# [Assignment]
All that is needed is a count of the lines in this data that contain the word "CreationRequest".

---*---

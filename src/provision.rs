//! Stage-by-stage adapter provisioning.
//!
//! Composes the [`AdapterManager`] and the [`InterfaceConfigurator`] into
//! the create → identify → configure workflow, reporting which stage
//! failed. Unlike the two core components, the provisioner tears the
//! adapter down itself when a later stage fails.

use std::fmt;

use serde::Serialize;
use thiserror::Error;

use crate::adapter::{
    AdapterHandle, AdapterIdentity, AdapterManager, CreationError, CreationRequest,
    DriverBackend, QueryError, ReleaseError, TypeTag,
};
use crate::interface::{
    ConfigError, InterfaceConfigurator, InterfaceProperties, InterfaceSettings, InterfaceTable,
};
use crate::native::NativeCode;

#[cfg(test)]
#[path = "provision_tests.rs"]
mod tests;

/// A step of the provisioning workflow.
#[derive(Debug, Clone, Copy, PartialEq, Eq)]
pub enum Stage {
    /// Creating the adapter.
    Create,
    /// Querying the adapter's interface identity.
    Identify,
    /// Reading and writing the interface record.
    Configure,
    /// Closing the adapter.
    Release,
}

impl fmt::Display for Stage {
    fn fmt(&self, f: &mut fmt::Formatter<'_>) -> fmt::Result {
        match self {
            Self::Create => write!(f, "create"),
            Self::Identify => write!(f, "identify"),
            Self::Configure => write!(f, "configure"),
            Self::Release => write!(f, "release"),
        }
    }
}

/// The underlying failure of a stage.
#[derive(Debug, Error)]
pub enum StageError {
    #[error(transparent)]
    Creation(#[from] CreationError),

    #[error(transparent)]
    Query(#[from] QueryError),

    #[error(transparent)]
    Config(#[from] ConfigError),

    #[error(transparent)]
    Release(#[from] ReleaseError),
}

impl StageError {
    /// Returns the native code behind the failure.
    #[must_use]
    pub const fn native_code(&self) -> NativeCode {
        match self {
            Self::Creation(e) => e.native_code(),
            Self::Query(e) => e.native_code(),
            Self::Config(e) => e.native_code(),
            Self::Release(e) => e.native_code(),
        }
    }
}

/// Provisioning failed.
///
/// When a stage after [`Stage::Create`] fails, the adapter has already
/// been released. If that release failed too, `teardown` carries its error.
#[derive(Debug, Error)]
#[error("{stage} stage failed: {source}{}", teardown_note(.teardown.as_ref()))]
pub struct ProvisionError {
    /// The stage that failed
    pub stage: Stage,
    /// Why it failed
    #[source]
    pub source: StageError,
    /// Release failure during teardown, if any
    pub teardown: Option<ReleaseError>,
}

impl ProvisionError {
    fn new(stage: Stage, source: impl Into<StageError>) -> Self {
        Self {
            stage,
            source: source.into(),
            teardown: None,
        }
    }

    /// Returns the native code of the failed stage.
    #[must_use]
    pub const fn native_code(&self) -> NativeCode {
        self.source.native_code()
    }
}

fn teardown_note(teardown: Option<&ReleaseError>) -> String {
    teardown.map_or_else(String::new, |e| format!(" (teardown also failed: {e})"))
}

/// A created and configured adapter.
///
/// Owns the handle; dropping it releases the adapter.
pub struct Provisioned<D: DriverBackend> {
    handle: AdapterHandle<D>,
    identity: AdapterIdentity,
    properties: InterfaceProperties,
}

impl<D: DriverBackend> Provisioned<D> {
    /// Returns the adapter handle.
    #[must_use]
    pub const fn handle(&self) -> &AdapterHandle<D> {
        &self.handle
    }

    /// Returns the interface identity.
    #[must_use]
    pub const fn identity(&self) -> AdapterIdentity {
        self.identity
    }

    /// Returns the interface record as last written or read.
    #[must_use]
    pub const fn properties(&self) -> &InterfaceProperties {
        &self.properties
    }

    /// Builds a serializable summary.
    #[must_use]
    pub fn report(&self) -> ProvisionReport {
        ProvisionReport {
            name: self.handle.name().as_str().to_owned(),
            guid: self.handle.allocated(),
            identity: self.identity,
            net_luid_index: self.identity.net_luid_index(),
            if_type: self.identity.if_type(),
            properties: self.properties.clone(),
        }
    }
}

impl<D: DriverBackend> fmt::Debug for Provisioned<D> {
    fn fmt(&self, f: &mut fmt::Formatter<'_>) -> fmt::Result {
        f.debug_struct("Provisioned")
            .field("handle", &self.handle)
            .field("identity", &self.identity)
            .field("properties", &self.properties)
            .finish()
    }
}

/// Summary of a provisioned adapter, printed by the binary.
#[derive(Debug, Clone, PartialEq, Eq, Serialize)]
pub struct ProvisionReport {
    pub name: String,
    pub guid: TypeTag,
    pub identity: AdapterIdentity,
    pub net_luid_index: u32,
    pub if_type: u16,
    pub properties: InterfaceProperties,
}

impl fmt::Display for ProvisionReport {
    fn fmt(&self, f: &mut fmt::Formatter<'_>) -> fmt::Result {
        writeln!(f, "Adapter:   {}", self.name)?;
        writeln!(f, "GUID:      {}", self.guid)?;
        writeln!(
            f,
            "LUID:      {} (index {}, type {})",
            self.identity, self.net_luid_index, self.if_type
        )?;
        writeln!(
            f,
            "Interface: {} index {}",
            self.properties.family, self.properties.interface_index
        )?;
        writeln!(f, "MTU:       {}", self.properties.mtu)?;
        write!(
            f,
            "Metric:    {}{}",
            self.properties.metric,
            if self.properties.use_automatic_metric {
                " (automatic)"
            } else {
                ""
            }
        )
    }
}

/// Runs the provisioning workflow.
///
/// # Example
///
/// ```ignore
/// let provisioner = Provisioner::new(manager, configurator);
/// let provisioned = provisioner.provision(&request, &InterfaceSettings::mtu(1280))?;
/// println!("{}", provisioned.report());
/// provisioner.teardown(provisioned)?;
/// ```
pub struct Provisioner<D: DriverBackend, T> {
    manager: AdapterManager<D>,
    configurator: InterfaceConfigurator<T>,
}

impl<D: DriverBackend, T: InterfaceTable> Provisioner<D, T> {
    /// Creates a provisioner from its two components.
    #[must_use]
    pub const fn new(manager: AdapterManager<D>, configurator: InterfaceConfigurator<T>) -> Self {
        Self {
            manager,
            configurator,
        }
    }

    /// Returns the adapter manager.
    #[must_use]
    pub const fn manager(&self) -> &AdapterManager<D> {
        &self.manager
    }

    /// Returns the interface configurator.
    #[must_use]
    pub const fn configurator(&self) -> &InterfaceConfigurator<T> {
        &self.configurator
    }

    /// Creates an adapter, resolves its identity and applies `settings`.
    ///
    /// With empty settings the interface record is only read, never written.
    ///
    /// # Errors
    ///
    /// Returns [`ProvisionError`] naming the failed stage. For failures
    /// after creation the adapter is released before returning.
    pub fn provision(
        &self,
        request: &CreationRequest,
        settings: &InterfaceSettings,
    ) -> Result<Provisioned<D>, ProvisionError> {
        let mut handle = self
            .manager
            .create(request)
            .map_err(|e| ProvisionError::new(Stage::Create, e))?;

        let identity = match self.manager.identity(&handle) {
            Ok(identity) => identity,
            Err(e) => return Err(self.abort(&mut handle, Stage::Identify, e)),
        };
        tracing::debug!(adapter = %handle.name(), %identity, "Resolved interface identity");

        let configured = if settings.is_empty() {
            self.configurator.fetch(identity).map_err(StageError::from)
        } else {
            self.configurator
                .apply_settings(identity, settings)
                .map_err(StageError::from)
        };

        let properties = match configured {
            Ok(properties) => properties,
            Err(e) => return Err(self.abort(&mut handle, Stage::Configure, e)),
        };

        tracing::info!(
            adapter = %handle.name(),
            family = %properties.family,
            mtu = properties.mtu,
            "Adapter provisioned"
        );

        Ok(Provisioned {
            handle,
            identity,
            properties,
        })
    }

    /// Releases a provisioned adapter.
    ///
    /// # Errors
    ///
    /// Returns [`ProvisionError`] with [`Stage::Release`] if the close fails.
    /// The adapter is considered released either way.
    pub fn teardown(&self, provisioned: Provisioned<D>) -> Result<(), ProvisionError> {
        let mut handle = provisioned.handle;
        self.manager
            .release(&mut handle)
            .map_err(|e| ProvisionError::new(Stage::Release, e))
    }

    /// Releases `handle` after `stage` failed, folding any release
    /// failure into the returned error.
    fn abort(
        &self,
        handle: &mut AdapterHandle<D>,
        stage: Stage,
        source: impl Into<StageError>,
    ) -> ProvisionError {
        let mut error = ProvisionError::new(stage, source);
        tracing::debug!(adapter = %handle.name(), "Tearing down after {stage} failure");

        if let Err(e) = self.manager.release(handle) {
            tracing::warn!(adapter = %handle.name(), "Teardown failed: {e}");
            error.teardown = Some(e);
        }
        error
    }
}

impl<D: DriverBackend, T: InterfaceTable> fmt::Debug for Provisioner<D, T> {
    fn fmt(&self, f: &mut fmt::Formatter<'_>) -> fmt::Result {
        f.debug_struct("Provisioner")
            .field("manager", &self.manager)
            .field("family", &self.configurator.family())
            .finish_non_exhaustive()
    }
}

---*---

# [Result of the exercise]
2